1

Let's say this is my dataset:

  city  | date  | cases   
--------|-------|-------
 London | Day 1 |   4
 London | Day 2 |   6
 London | Day 3 |   9
 Paris  | Day 1 |   5
 Paris  | Day 2 |   3
 Paris  | Day 3 |   7
 Madrid | Day 1 |   2
 Madrid | Day 2 |   8
 Madrid | Day 3 |   4 

What code in R programming language can I use to get from the table above to the table below? I'm pretty sure this can be done using cumsum() but what exactly do I write? Also, is there any alternative functions I can use?

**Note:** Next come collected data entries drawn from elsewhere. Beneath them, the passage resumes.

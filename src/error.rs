//! Error types for ticket acquisition.
//!
//! Both enums are `Clone` because a single coalesced fetch hands the same
//! outcome to every waiter.

use std::fmt;
use std::time::Duration;

use thiserror::Error;

use crate::platform::Platform;

/// Failure reported by a single fetcher attempt.
#[derive(Debug, Clone, Error, PartialEq, Eq)]
pub enum FetchError {
  #[error("{fetcher} timed out after {}s", .after.as_secs_f64())]
  Timeout { fetcher: String, after: Duration },

  #[error("{fetcher} failed: {message}")]
  Transient { fetcher: String, message: String },

  #[error("{fetcher} returned an invalid payload: {message}")]
  InvalidPayload { fetcher: String, message: String },

  #[error("{fetcher} is not authorized: {message}")]
  Auth { fetcher: String, message: String },

  #[error("{fetcher} could not find the ticket: {message}")]
  NotFound { fetcher: String, message: String },
}

/// Coarse classification used to decide fallback behavior.
#[derive(Debug, Clone, Copy, PartialEq, Eq)]
pub enum FetchErrorClass {
  Timeout,
  Transient,
  InvalidPayload,
  Auth,
  NotFound,
}

impl FetchError {
  pub fn class(&self) -> FetchErrorClass {
    match self {
      Self::Timeout { .. } => FetchErrorClass::Timeout,
      Self::Transient { .. } => FetchErrorClass::Transient,
      Self::InvalidPayload { .. } => FetchErrorClass::InvalidPayload,
      Self::Auth { .. } => FetchErrorClass::Auth,
      Self::NotFound { .. } => FetchErrorClass::NotFound,
    }
  }

  /// Timeouts, transient integration errors and malformed payloads.
  pub fn is_recoverable(&self) -> bool {
    matches!(
      self.class(),
      FetchErrorClass::Timeout | FetchErrorClass::Transient | FetchErrorClass::InvalidPayload
    )
  }

  /// Name of the fetcher that produced this error.
  pub fn fetcher(&self) -> &str {
    match self {
      Self::Timeout { fetcher, .. }
      | Self::Transient { fetcher, .. }
      | Self::InvalidPayload { fetcher, .. }
      | Self::Auth { fetcher, .. }
      | Self::NotFound { fetcher, .. } => fetcher,
    }
  }
}

/// Terminal failure of a ticket operation.
#[derive(Debug, Clone, Error)]
pub enum TicketError {
  #[error("unsupported input '{input}': {reason}")]
  Unsupported { input: String, reason: String },

  #[error("'{input}' matches {}; could not pick one", PlatformList(.candidates))]
  Ambiguous {
    input: String,
    candidates: Vec<Platform>,
  },

  #[error("cannot parse '{input}' as a {platform} ticket: {reason}")]
  Parse {
    platform: Platform,
    input: String,
    reason: String,
  },

  #[error("{}", describe_fetch(.platform, .ticket_id, .error, .primary.as_ref(), .fallback_attempted))]
  Fetch {
    platform: Platform,
    ticket_id: String,
    /// The error surfaced to the caller (the fallback's when one ran).
    error: FetchError,
    /// The primary's error, kept only when both attempts failed recoverably.
    primary: Option<FetchError>,
    fallback_attempted: bool,
  },

  #[error("cannot normalize {platform} payload: {reason}")]
  Normalize { platform: Platform, reason: String },
}

impl TicketError {
  pub fn unsupported(input: impl Into<String>, reason: impl Into<String>) -> Self {
    Self::Unsupported {
      input: input.into(),
      reason: reason.into(),
    }
  }

  pub fn parse(platform: Platform, input: impl Into<String>, reason: impl Into<String>) -> Self {
    Self::Parse {
      platform,
      input: input.into(),
      reason: reason.into(),
    }
  }

  pub fn normalize(platform: Platform, reason: impl Into<String>) -> Self {
    Self::Normalize {
      platform,
      reason: reason.into(),
    }
  }
}

fn describe_fetch(
  platform: &Platform,
  ticket_id: &str,
  error: &FetchError,
  primary: Option<&FetchError>,
  fallback_attempted: &bool,
) -> String {
  let mut msg = format!("failed to fetch {} ticket {}: {}", platform, ticket_id, error);
  if *fallback_attempted {
    match primary {
      Some(p) => msg.push_str(&format!(" (fallback attempted after: {})", p)),
      None => msg.push_str(" (fallback attempted)"),
    }
  }
  msg
}

struct PlatformList<'a>(&'a [Platform]);

impl fmt::Display for PlatformList<'_> {
  fn fmt(&self, f: &mut fmt::Formatter<'_>) -> fmt::Result {
    for (i, platform) in self.0.iter().enumerate() {
      if i > 0 {
        f.write_str(", ")?;
      }
      write!(f, "{}", platform)?;
    }
    Ok(())
  }
}
//! Ticket cache: TTL expiry, optional LRU bound, and interchangeable backends.
//!
//! - `MemoryCache` keeps entries in process memory
//! - `SqliteStorage` persists one JSON entry per key so restarts keep warm entries
//! - `NoopCache` disables caching entirely

mod memory;
mod storage;
mod traits;

pub use memory::MemoryCache;
pub use storage::{NoopCache, SqliteStorage};
pub use traits::{CacheEntry, CacheKey, CacheResult, CacheSource, TicketCache};
use serde_json::Value;

use super::{agent_prompt, capture, require_id, TicketProvider};
use crate::error::TicketError;
use crate::platform::{Platform, PlatformPatterns};
use crate::ticket::payload::{parse_timestamp, rich_text, str_at, value_at, RawPayload};
use crate::ticket::{GenericTicket, TicketId, TicketStatus, TicketType};

const SHAPE: &str = r#"{
  "id": 123,
  "url": "https://dev.azure.com/<org>/<project>/_workitems/edit/123",
  "fields": {
    "System.Title": "...",
    "System.Description": "...",
    "System.State": "Active",
    "System.WorkItemType": "Bug",
    "System.AssignedTo": {"displayName": "..."},
    "System.Tags": "tag-one; tag-two",
    "System.CreatedDate": "2024-01-01T00:00:00Z",
    "System.ChangedDate": "2024-01-01T00:00:00Z",
    "Microsoft.VSTS.Common.Priority": 2
  }
}"#;

pub struct AzureDevopsProvider {
  patterns: PlatformPatterns,
  prompt: String,
}

impl AzureDevopsProvider {
  /// Provider parsing input with `patterns`.
  pub fn new(patterns: PlatformPatterns) -> Result<Self, regex::Error> {
    Ok(Self {
      patterns,
      prompt: agent_prompt(SHAPE),
    })
  }
}

/// Work item field by its reference name. Reference names contain dots, so
/// they cannot go through the dotted-path helpers.
fn field<'a>(payload: &'a RawPayload, name: &str) -> Option<&'a Value> {
  value_at(payload, "fields")?.get(name).filter(|v| !v.is_null())
}

fn field_str(payload: &RawPayload, name: &str) -> Option<String> {
  match field(payload, name)? {
    Value::String(s) if !s.trim().is_empty() => Some(s.trim().to_string()),
    Value::Number(n) => Some(n.to_string()),
    _ => None,
  }
}

fn status_of(state: &str) -> TicketStatus {
  match state.trim().to_lowercase().as_str() {
    "new" | "proposed" | "to do" => TicketStatus::Open,
    "active" | "committed" | "in progress" => TicketStatus::InProgress,
    "resolved" => TicketStatus::Review,
    "closed" | "done" => TicketStatus::Done,
    "removed" => TicketStatus::Closed,
    other => TicketStatus::from_keyword(other),
  }
}

fn type_of(work_item_type: &str) -> TicketType {
  match work_item_type.trim().to_lowercase().as_str() {
    "user story" | "product backlog item" | "feature" | "epic" => TicketType::Feature,
    "bug" | "issue" | "impediment" => TicketType::Bug,
    "task" => TicketType::Task,
    other => TicketType::from_keyword(other),
  }
}

impl TicketProvider for AzureDevopsProvider {
  fn platform(&self) -> Platform {
    Platform::AzureDevops
  }

  fn parse_input(&self, input: &str) -> Result<TicketId, TicketError> {
    let fields = capture(&self.patterns, input, "an AB#123 reference or work item URL")?;
    TicketId::new(fields.get("number")?)
      .map_err(|e| TicketError::parse(Platform::AzureDevops, input, e.to_string()))
  }

  fn normalize(&self, payload: &RawPayload) -> Result<GenericTicket, TicketError> {
    let id = require_id(Platform::AzureDevops, payload, "id", str::to_string)?;

    let labels: Vec<String> = field_str(payload, "System.Tags")
      .map(|tags| {
        tags
          .split(';')
          .map(str::trim)
          .filter(|t| !t.is_empty())
          .map(String::from)
          .collect()
      })
      .unwrap_or_default();

    let ticket_type = field_str(payload, "System.WorkItemType")
      .map(|t| type_of(&t))
      .filter(|t| *t != TicketType::Unknown)
      .unwrap_or_else(|| TicketType::from_labels(&labels));

    let assignee = match field(payload, "System.AssignedTo") {
      Some(Value::Object(identity)) => identity
        .get("displayName")
        .or_else(|| identity.get("uniqueName"))
        .and_then(Value::as_str)
        .map(String::from),
      Some(Value::String(name)) => Some(name.clone()),
      _ => None,
    };

    let url = str_at(payload, "_links.html.href")
      .or_else(|| str_at(payload, "url"))
      .unwrap_or_default();

    Ok(
      GenericTicket::builder(Platform::AzureDevops, id)
        .url(url)
        .title(field_str(payload, "System.Title").unwrap_or_default())
        .description(rich_text(field(payload, "System.Description")).unwrap_or_default())
        .status(field_str(payload, "System.State").map(|s| status_of(&s)).unwrap_or_default())
        .ticket_type(ticket_type)
        .assignee(assignee)
        .labels(labels)
        .created_at(field_str(payload, "System.CreatedDate").and_then(|s| parse_timestamp(&s)))
        .updated_at(field_str(payload, "System.ChangedDate").and_then(|s| parse_timestamp(&s)))
        .metadata("state", field(payload, "System.State").cloned().unwrap_or_default())
        .metadata(
          "priority",
          field(payload, "Microsoft.VSTS.Common.Priority").cloned().unwrap_or_default(),
        )
        .metadata("area_path", field(payload, "System.AreaPath").cloned().unwrap_or_default())
        .build(),
    )
  }

  fn prompt_template(&self) -> &str {
    &self.prompt
  }

  fn required_fields(&self) -> &'static [&'static str] {
    &["id", "fields"]
  }
}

  city    | date  | cases  | cumulative cases (by city) 
----------|-------|--------|------------------------
  London  | Day 1 |   4    |            4 
  London  | Day 2 |   6    |            10
  London  | Day 3 |   9    |            19
  Paris   | Day 1 |   5    |            5 
  Paris   | Day 2 |   3    |            8 
  Paris   | Day 3 |   7    |            15
  Madrid  | Day 1 |   3    |            3 
  Madrid  | Day 2 |   8    |            11
  Madrid  | Day 3 |   5    |            16

Furthermore, how can I create a cumulative column for cases arranged by date, as shown below?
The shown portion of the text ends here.